*PROBLEM REQUIREMENTS*.
In the entries that follow, copy exactly each line from the first through the line with "cut back to".

*LISTED RECORDS*.

//! Cleanup and validation of raw poll samples.
//!
//! Probes and data sources hand back text. These helpers decide whether a
//! sample is usable and coerce garbage to the unknown marker instead of
//! failing.

/// Marker stored in place of a sample that is not a number.
pub const UNKNOWN_SAMPLE: &str = "U";

/// Parse a numeric sample. Accepts surrounding whitespace, a sign, a
/// fractional part and an exponent. Rejects `inf`, `nan` and hex literals.
pub fn numeric_value(s: &str) -> Option<f64> {
    let t = s.trim();
    let body = t.strip_prefix(['+', '-']).unwrap_or(t);

    let (mantissa, exponent) = match body.find(['e', 'E']) {
        Some(i) => (&body[..i], Some(&body[i + 1..])),
        None => (body, None),
    };

    let (int_part, frac_part) = match mantissa.split_once('.') {
        Some((i, f)) => (i, f),
        None => (mantissa, ""),
    };

    let all_digits = |p: &str| p.bytes().all(|b| b.is_ascii_digit());
    if int_part.is_empty() && frac_part.is_empty() {
        return None;
    }
    if !all_digits(int_part) || !all_digits(frac_part) {
        return None;
    }

    if let Some(exp) = exponent {
        let digits = exp.strip_prefix(['+', '-']).unwrap_or(exp);
        if digits.is_empty() || !all_digits(digits) {
            return None;
        }
    }

    t.parse::<f64>().ok()
}

/// True if `s` is a plain numeric sample.
pub fn is_numeric(s: &str) -> bool {
    numeric_value(s).is_some()
}

/// True if `s` is a hex byte string such as `0A`, `AB:CD:EF`.
///
/// Multi-byte strings need two digits per group and single colons between
/// groups. A lone group may have one or two digits.
pub fn is_hexadecimal(s: &str) -> bool {
    let t = s.trim();
    if t.is_empty() {
        return false;
    }

    let is_hex_group = |g: &str| g.bytes().all(|b| b.is_ascii_hexdigit());
    let groups: Vec<&str> = t.split(':').collect();

    if let [single] = groups.as_slice() {
        return (1..=2).contains(&single.len()) && is_hex_group(single);
    }

    groups.iter().all(|g| g.len() == 2 && is_hex_group(g))
}

/// Strip quotes from a sample and trim trailing junk.
///
/// Anything that is not numeric, hex or the unknown marker is cut back to
/// its last digit (or `U`), so `'123abc'` becomes `123`.
pub fn strip_quotes(result: &str) -> String {
    let t = result.trim().trim_matches(['\'', '"']);

    if is_numeric(t) || is_hexadecimal(t) || t == UNKNOWN_SAMPLE {
        return t.to_string();
    }

    match t.rfind(|c: char| c.is_ascii_digit() || c == 'U') {
        // the match is ASCII so `i` is a char boundary
        Some(i) => t[..=i].to_string(),
        None => t.to_string(),
    }
}

/// Decide whether a sample is usable.
///
/// A single value with no delimiters must be numeric, otherwise it is
/// replaced by [`UNKNOWN_SAMPLE`]. Multi-value samples (`name:value` pairs
/// separated by spaces, or `!`-delimited) are accepted when they contain
/// no spaces, or when there is exactly one more delimiter than spaces.
/// That is a fixed-format heuristic rather than a parser; keep it as is,
/// downstream consumers rely on it.
pub fn validate_result(result: &mut String) -> bool {
    let colons = result.matches(':').count();
    let bangs = result.matches('!').count();
    let spaces = result.matches(' ').count();

    if colons == 0 && bangs == 0 && spaces == 0 {
        if is_numeric(result) {
            return true;
        }
        *result = UNKNOWN_SAMPLE.to_string();
        return false;
    }

    if colons > 0 || bangs > 0 {
        if spaces == 0 {
            return true;
        }
        let delims = if colons > 0 { colons } else { bangs };
        return spaces + 1 == delims;
    }

    is_numeric(result)
}

/// Numeric value of a sample, with anything unusable counted as zero.
pub fn sample_or_zero(s: &str) -> f64 {
    numeric_value(s).unwrap_or(0.0)
}

#[cfg(test)]
mod tests {
    use super::*;

    #[test]
    fn test_is_numeric() {
        assert!(is_numeric("12"));
        assert!(is_numeric("12.345"));
        assert!(is_numeric("-0.5"));
        assert!(is_numeric(".5"));
        assert!(is_numeric("1e3"));
        assert!(is_numeric(" 42 "));
        assert!(!is_numeric(""));
        assert!(!is_numeric("."));
        assert!(!is_numeric("U"));
        assert!(!is_numeric("inf"));
        assert!(!is_numeric("NaN"));
        assert!(!is_numeric("0x1A"));
        assert!(!is_numeric("1e"));
        assert!(!is_numeric("12abc"));
    }

    #[test]
    fn test_is_hexadecimal() {
        assert!(is_hexadecimal("AB:CD:EF"));
        assert!(is_hexadecimal("ab:0f"));
        assert!(is_hexadecimal("F"));
        assert!(is_hexadecimal(" 0a "));
        assert!(!is_hexadecimal("AB:CD:E"));
        assert!(!is_hexadecimal("AB:CD:"));
        assert!(!is_hexadecimal("AB::CD"));
        assert!(!is_hexadecimal("ABCD"));
        assert!(!is_hexadecimal("GZ"));
        assert!(!is_hexadecimal(""));
        assert!(!is_hexadecimal("   "));
    }

    #[test]
    fn test_strip_quotes() {
        assert_eq!(strip_quotes("'123abc'"), "123");
        assert_eq!(strip_quotes("\"42\""), "42");
        assert_eq!(strip_quotes("  '3.14'  "), "3.14");
        assert_eq!(strip_quotes("'AB:CD'"), "AB:CD");
        assert_eq!(strip_quotes("U"), "U");
        assert_eq!(strip_quotes("17 ms"), "17");
        assert_eq!(strip_quotes("no digits"), "no digits");
    }

    #[test]
    fn test_validate_result_single_value() {
        let mut value = "12.5".to_string();
        assert!(validate_result(&mut value));
        assert_eq!(value, "12.5");

        let mut value = "notanumber".to_string();
        assert!(!validate_result(&mut value));
        assert_eq!(value, "U");

        let mut value = String::new();
        assert!(!validate_result(&mut value));
        assert_eq!(value, "U");
    }

    #[test]
    fn test_validate_result_multi_value() {
        let mut value = "in:10 out:20".to_string();
        assert!(validate_result(&mut value));

        let mut value = "in:10".to_string();
        assert!(validate_result(&mut value));

        let mut value = "a!1 b!2".to_string();
        assert!(validate_result(&mut value));

        // one delimiter is missing its pair
        let mut value = "in:10 out 20".to_string();
        assert!(!validate_result(&mut value));
        assert_eq!(value, "in:10 out 20");
    }

    #[test]
    fn test_validate_result_spaces_without_delimiters() {
        let mut value = "1 2".to_string();
        assert!(!validate_result(&mut value));
        assert_eq!(value, "1 2");
    }

    #[test]
    fn test_sample_or_zero() {
        assert_eq!(sample_or_zero("4.5"), 4.5);
        assert_eq!(sample_or_zero("U"), 0.0);
        assert_eq!(sample_or_zero("down"), 0.0);
    }
}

*ANSWER TO THIS EXERCISE*.
//! Cleanup and validation of raw poll samples.
//!
//! Probes and data sources hand back text. These helpers decide whether a
//! sample is usable and coerce garbage to the unknown marker instead of
//! failing.

/// Marker stored in place of a sample that is not a number.
pub const UNKNOWN_SAMPLE: &str = "U";

/// Parse a numeric sample. Accepts surrounding whitespace, a sign, a
/// fractional part and an exponent. Rejects `inf`, `nan` and hex literals.
pub fn numeric_value(s: &str) -> Option<f64> {
    let t = s.trim();
    let body = t.strip_prefix(['+', '-']).unwrap_or(t);

    let (mantissa, exponent) = match body.find(['e', 'E']) {
        Some(i) => (&body[..i], Some(&body[i + 1..])),
        None => (body, None),
    };

    let (int_part, frac_part) = match mantissa.split_once('.') {
        Some((i, f)) => (i, f),
        None => (mantissa, ""),
    };

    let all_digits = |p: &str| p.bytes().all(|b| b.is_ascii_digit());
    if int_part.is_empty() && frac_part.is_empty() {
        return None;
    }
    if !all_digits(int_part) || !all_digits(frac_part) {
        return None;
    }

    if let Some(exp) = exponent {
        let digits = exp.strip_prefix(['+', '-']).unwrap_or(exp);
        if digits.is_empty() || !all_digits(digits) {
            return None;
        }
    }

    t.parse::<f64>().ok()
}

/// True if `s` is a plain numeric sample.
pub fn is_numeric(s: &str) -> bool {
    numeric_value(s).is_some()
}

/// True if `s` is a hex byte string such as `0A`, `AB:CD:EF`.
///
/// Multi-byte strings need two digits per group and single colons between
/// groups. A lone group may have one or two digits.
pub fn is_hexadecimal(s: &str) -> bool {
    let t = s.trim();
    if t.is_empty() {
        return false;
    }

    let is_hex_group = |g: &str| g.bytes().all(|b| b.is_ascii_hexdigit());
    let groups: Vec<&str> = t.split(':').collect();

    if let [single] = groups.as_slice() {
        return (1..=2).contains(&single.len()) && is_hex_group(single);
    }

    groups.iter().all(|g| g.len() == 2 && is_hex_group(g))
}

/// Strip quotes from a sample and trim trailing junk.
///
/// Anything that is not numeric, hex or the unknown marker is cut back to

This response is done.